Task objective »
Each line from the one that contains "Runs a whole" to the end of the material must be quoted exactly; include both end lines and nothing else.

Data »
-.-.-
//! Deterministic simulation harness.
//!
//! Runs a whole validator network inside one process with simulated time:
//! a global event queue orders everything, a seeded RNG decides latency and
//! packet loss, and partitions are explicit test inputs. The same seed
//! always produces the same run, which makes consensus failures
//! reproducible instead of flaky.

pub mod event_queue;
pub mod network;
pub mod runner;

pub use event_queue::{EventKey, NodeIndex};
pub use network::{NetworkConfig, SimulatedNetwork};
pub use runner::{SimulationRunner, SimulationStats};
-.-.-
Expected answer »
//! Runs a whole validator network inside one process with simulated time:
//! a global event queue orders everything, a seeded RNG decides latency and
//! packet loss, and partitions are explicit test inputs. The same seed
//! always produces the same run, which makes consensus failures
//! reproducible instead of flaky.

pub mod event_queue;
pub mod network;
pub mod runner;

pub use event_queue::{EventKey, NodeIndex};
pub use network::{NetworkConfig, SimulatedNetwork};
pub use runner::{SimulationRunner, SimulationStats};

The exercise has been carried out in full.